Written by Michelle – Sept. 1997 – Angels by Grace Pub.

I was diagnosed with S.L.E. (Lupus) at age thirteen. I’ve been dealing with this illness now for ten years. I’ve never really known of it to get better the whole time I’ve had it, only a little worse each time. You know I’ve heard all my life, “You’ve got to have faith or you’ll never get better.” But I just didn’t believe it.

Finally one day I got saved, I accepted Christ as my Lord and Savior. I then turned away from the old life and realized theat there was a new life out there. At first it wasn’t any different feeling within me, but I started to realize that my life was about to totally take a turn for the better.

The whole faith thing was still quoted. I still had a problem believing it. My normal reaction was,”yeah right!” This faith thing was going to make me better, but how? was what I wondered at the time. As time went on I was getting people to pray for me and still nothing was happening. I was starting to get discouraged even more.

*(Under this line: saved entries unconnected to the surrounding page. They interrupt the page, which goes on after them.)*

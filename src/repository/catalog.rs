//! Catalog repository (grooming services, day-care options)

use async_trait::async_trait;
use sqlx::{FromRow, Pool, Postgres};

use super::CatalogStore;
use crate::{
    error::{AppError, AppResult},
    models::{
        catalog::{UpsertDayCareOption, UpsertGroomingService},
        DayCareOption, DayCareType, GroomingService,
    },
};

#[derive(Debug, FromRow)]
struct DayCareOptionRow {
    care_type: String,
    price: f64,
    description: Option<String>,
}

impl TryFrom<DayCareOptionRow> for DayCareOption {
    type Error = AppError;

    fn try_from(row: DayCareOptionRow) -> Result<Self, Self::Error> {
        Ok(DayCareOption {
            care_type: row.care_type.parse().map_err(AppError::Internal)?,
            price: row.price,
            description: row.description,
        })
    }
}

/// Unique violations become conflicts, everything else stays a database error
fn conflict_on_duplicate(e: sqlx::Error, what: String) -> AppError {
    match e {
        sqlx::Error::Database(ref db) if db.is_unique_violation() => AppError::Conflict(what),
        other => AppError::Database(other),
    }
}

#[derive(Clone)]
pub struct CatalogRepository {
    pool: Pool<Postgres>,
}

impl CatalogRepository {
    pub fn new(pool: Pool<Postgres>) -> Self {
        Self { pool }
    }
}

#[async_trait]
impl CatalogStore for CatalogRepository {
    // ---- Grooming services ----

    async fn list_grooming_services(&self) -> AppResult<Vec<GroomingService>> {
        let rows = sqlx::query_as::<_, GroomingService>(
            "SELECT * FROM grooming_services ORDER BY price, name",
        )
        .fetch_all(&self.pool)
        .await?;
        Ok(rows)
    }

    async fn create_grooming_service(&self, data: &UpsertGroomingService) -> AppResult<GroomingService> {
        sqlx::query_as::<_, GroomingService>(
            r#"
            INSERT INTO grooming_services (name, price, duration, discount, features, recommended)
            VALUES ($1, $2, $3, $4, $5, $6)
            RETURNING *
            "#,
        )
        .bind(&data.name)
        .bind(data.price)
        .bind(data.duration)
        .bind(data.discount)
        .bind(&data.features)
        .bind(data.recommended)
        .fetch_one(&self.pool)
        .await
        .map_err(|e| conflict_on_duplicate(e, format!("Service '{}' already exists", data.name)))
    }

    async fn update_grooming_service(&self, id: i32, data: &UpsertGroomingService) -> AppResult<GroomingService> {
        sqlx::query_as::<_, GroomingService>(
            r#"
            UPDATE grooming_services
            SET name = $2, price = $3, duration = $4, discount = $5,
                features = $6, recommended = $7, modif_date = NOW()
            WHERE id = $1
            RETURNING *
            "#,
        )
        .bind(id)
        .bind(&data.name)
        .bind(data.price)
        .bind(data.duration)
        .bind(data.discount)
        .bind(&data.features)
        .bind(data.recommended)
        .fetch_optional(&self.pool)
        .await
        .map_err(|e| conflict_on_duplicate(e, format!("Service '{}' already exists", data.name)))?
        .ok_or_else(|| AppError::CatalogNotFound(format!("Grooming service {} not found", id)))
    }

    async fn delete_grooming_service(&self, id: i32) -> AppResult<()> {
        let result = sqlx::query("DELETE FROM grooming_services WHERE id = $1")
            .bind(id)
            .execute(&self.pool)
            .await?;
        if result.rows_affected() == 0 {
            return Err(AppError::CatalogNotFound(format!("Grooming service {} not found", id)));
        }
        Ok(())
    }

    // ---- Day-care options ----

    async fn list_day_care_options(&self) -> AppResult<Vec<DayCareOption>> {
        let rows = sqlx::query_as::<_, DayCareOptionRow>(
            "SELECT care_type, price, description FROM day_care_options ORDER BY care_type",
        )
        .fetch_all(&self.pool)
        .await?;
        rows.into_iter().map(DayCareOption::try_from).collect()
    }

    async fn create_day_care_option(&self, data: &UpsertDayCareOption) -> AppResult<DayCareOption> {
        sqlx::query_as::<_, DayCareOptionRow>(
            r#"
            INSERT INTO day_care_options (care_type, price, description)
            VALUES ($1, $2, $3)
            RETURNING care_type, price, description
            "#,
        )
        .bind(data.care_type.as_str())
        .bind(data.price)
        .bind(&data.description)
        .fetch_one(&self.pool)
        .await
        .map_err(|e| conflict_on_duplicate(e, format!("Day-care option '{}' already exists", data.care_type)))?
        .try_into()
    }

    async fn update_day_care_option(&self, data: &UpsertDayCareOption) -> AppResult<DayCareOption> {
        sqlx::query_as::<_, DayCareOptionRow>(
            r#"
            UPDATE day_care_options SET price = $2, description = $3
            WHERE care_type = $1
            RETURNING care_type, price, description
            "#,
        )
        .bind(data.care_type.as_str())
        .bind(data.price)
        .bind(&data.description)
        .fetch_optional(&self.pool)
        .await?
        .ok_or_else(|| AppError::CatalogNotFound(format!("Day-care option '{}' not found", data.care_type)))?
        .try_into()
    }

    async fn delete_day_care_option(&self, care_type: DayCareType) -> AppResult<()> {
        let result = sqlx::query("DELETE FROM day_care_options WHERE care_type = $1")
            .bind(care_type.as_str())
            .execute(&self.pool)
            .await?;
        if result.rows_affected() == 0 {
            return Err(AppError::CatalogNotFound(format!("Day-care option '{}' not found", care_type)));
        }
        Ok(())
    }
}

As time continued to pass and I started asking people why God has not healed me and why it is taking Him so long to do so? In response, they’d answer, “You have to have faith” and that’s not what I wanted to hear. So I started to read more on faith and it started to become a little more clear to me.

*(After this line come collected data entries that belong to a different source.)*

//! In-memory appointment list shared by the API and the reconciler

use std::sync::Arc;

use tokio::sync::RwLock;

use crate::models::Appointment;

/// Last known state of every appointment.
///
/// Refreshed wholesale from the store on load and on every admin listing,
/// and patched record by record after each successful write.
#[derive(Clone, Default)]
pub struct AppointmentBoard {
    inner: Arc<RwLock<Vec<Appointment>>>,
}

impl AppointmentBoard {
    pub fn new() -> Self {
        Self::default()
    }

    pub async fn replace(&self, appointments: Vec<Appointment>) {
        *self.inner.write().await = appointments;
    }

    pub async fn snapshot(&self) -> Vec<Appointment> {
        self.inner.read().await.clone()
    }

    pub async fn len(&self) -> usize {
        self.inner.read().await.len()
    }

    pub async fn is_empty(&self) -> bool {
        self.inner.read().await.is_empty()
    }

    /// Insert or replace by id. A record older than the one held is ignored.
    pub async fn upsert(&self, appointment: Appointment) {
        let mut list = self.inner.write().await;
        match list.iter_mut().find(|a| a.id == appointment.id) {
            Some(current) => {
                let older = matches!(
                    (current.updated_at, appointment.updated_at),
                    (Some(held), Some(incoming)) if incoming < held
                );
                if !older {
                    *current = appointment;
                }
            }
            None => list.push(appointment),
        }
    }

    pub async fn remove(&self, id: i32) {
        self.inner.write().await.retain(|a| a.id != id);
    }
}

#[cfg(test)]
mod tests {
    use super::*;
    use crate::services::status::tests::appointment;
    use chrono::{TimeZone, Utc};

    #[tokio::test]
    async fn test_upsert_ignores_older_record() {
        let board = AppointmentBoard::new();
        let mut newer = appointment("2025-03-01", "10:00");
        newer.updated_at = Some(Utc.with_ymd_and_hms(2025, 3, 1, 9, 0, 0).unwrap());
        newer.notes = Some("newer".to_string());
        board.upsert(newer.clone()).await;

        let mut older = newer.clone();
        older.updated_at = Some(Utc.with_ymd_and_hms(2025, 3, 1, 8, 0, 0).unwrap());
        older.notes = Some("older".to_string());
        board.upsert(older).await;

        let held = board.snapshot().await;
        assert_eq!(held.len(), 1);
        assert_eq!(held[0].notes.as_deref(), Some("newer"));

        board.remove(newer.id).await;
        assert!(board.is_empty().await);
    }

    #[test]
    fn test_replace_drops_previous_contents() {
        tokio_test::block_on(async {
            let board = AppointmentBoard::new();
            board.upsert(appointment("2025-03-01", "10:00")).await;

            let mut other = appointment("2025-03-02", "11:00");
            other.id = 2;
            board.replace(vec![other]).await;

            let held = board.snapshot().await;
            assert_eq!(board.len().await, 1);
            assert_eq!(held[0].id, 2);
        });
    }
}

Where I’m currently attending church the people have been praying for me and for God to heal my physical body of all sickness. I’ve been fighting to get my white blood count up to normal.. Chemotherapy has knocked it down really low. My white blood count has only been in the one thousand range the whole time I’ve been sick.

With this last chemo it was knocked down to nine hundred and this is really dangerous. Normal white count is five thousand to ten thousand. I went back to the doctor for more tests a week later and my white count had come up to about fifteen hundred, which is still low.

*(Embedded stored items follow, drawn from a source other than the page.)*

//! Time source for status resolution and reconciliation

use std::sync::{Arc, RwLock};

use chrono::{DateTime, Utc};
use chrono_tz::Tz;

/// Source of the current instant plus the zone appointments are written in.
///
/// Appointment dates and times carry no zone of their own; they are always
/// read as wall-clock time at the shop.
pub trait Clock: Send + Sync {
    fn now(&self) -> DateTime<Utc>;

    fn shop_tz(&self) -> Tz;
}

/// Wall clock
#[derive(Debug, Clone, Copy)]
pub struct SystemClock {
    tz: Tz,
}

impl SystemClock {
    pub fn new(tz: Tz) -> Self {
        Self { tz }
    }
}

impl Clock for SystemClock {
    fn now(&self) -> DateTime<Utc> {
        Utc::now()
    }

    fn shop_tz(&self) -> Tz {
        self.tz
    }
}

/// Manually driven clock, used to freeze time in tests
#[derive(Debug, Clone)]
pub struct FixedClock {
    now: Arc<RwLock<DateTime<Utc>>>,
    tz: Tz,
}

impl FixedClock {
    pub fn new(now: DateTime<Utc>, tz: Tz) -> Self {
        Self {
            now: Arc::new(RwLock::new(now)),
            tz,
        }
    }

    pub fn set(&self, now: DateTime<Utc>) {
        if let Ok(mut guard) = self.now.write() {
            *guard = now;
        }
    }

    pub fn advance(&self, by: chrono::Duration) {
        if let Ok(mut guard) = self.now.write() {
            *guard += by;
        }
    }
}

impl Clock for FixedClock {
    fn now(&self) -> DateTime<Utc> {
        self.now.read().map(|guard| *guard).unwrap_or_else(|e| *e.into_inner())
    }

    fn shop_tz(&self) -> Tz {
        self.tz
    }
}

#[cfg(test)]
mod tests {
    use super::*;
    use chrono::TimeZone;

    #[test]
    fn test_fixed_clock_advance() {
        let start = Utc.with_ymd_and_hms(2025, 3, 1, 9, 0, 0).unwrap();
        let clock = FixedClock::new(start, Tz::UTC);
        clock.advance(chrono::Duration::minutes(90));
        assert_eq!(clock.now(), Utc.with_ymd_and_hms(2025, 3, 1, 10, 30, 0).unwrap());

        // Clones share the same reading
        let other = clock.clone();
        other.set(start);
        assert_eq!(clock.now(), start);
    }
}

I then asked my church family and friends to pray for me and for the white count to come up even higher. While I was waiting for the test result I visited a good Christian friend, whom I love dearly. She laid hands on me and we prayed for God to move in my body.

I had to go back for another checkup and also see if the white counts had come up any higher. The doctor didn’t have the results but called two days later. The doctor stated that he didn’t understand what had happened, but my white count had risen to four thousand four hundred! I was thrilled! I knew it wasn’t anything the doctor had done. I knew it was something God had done in my body at that time. And that’s just it, it takes time. It is not our timing, it’s the Lord’s timing.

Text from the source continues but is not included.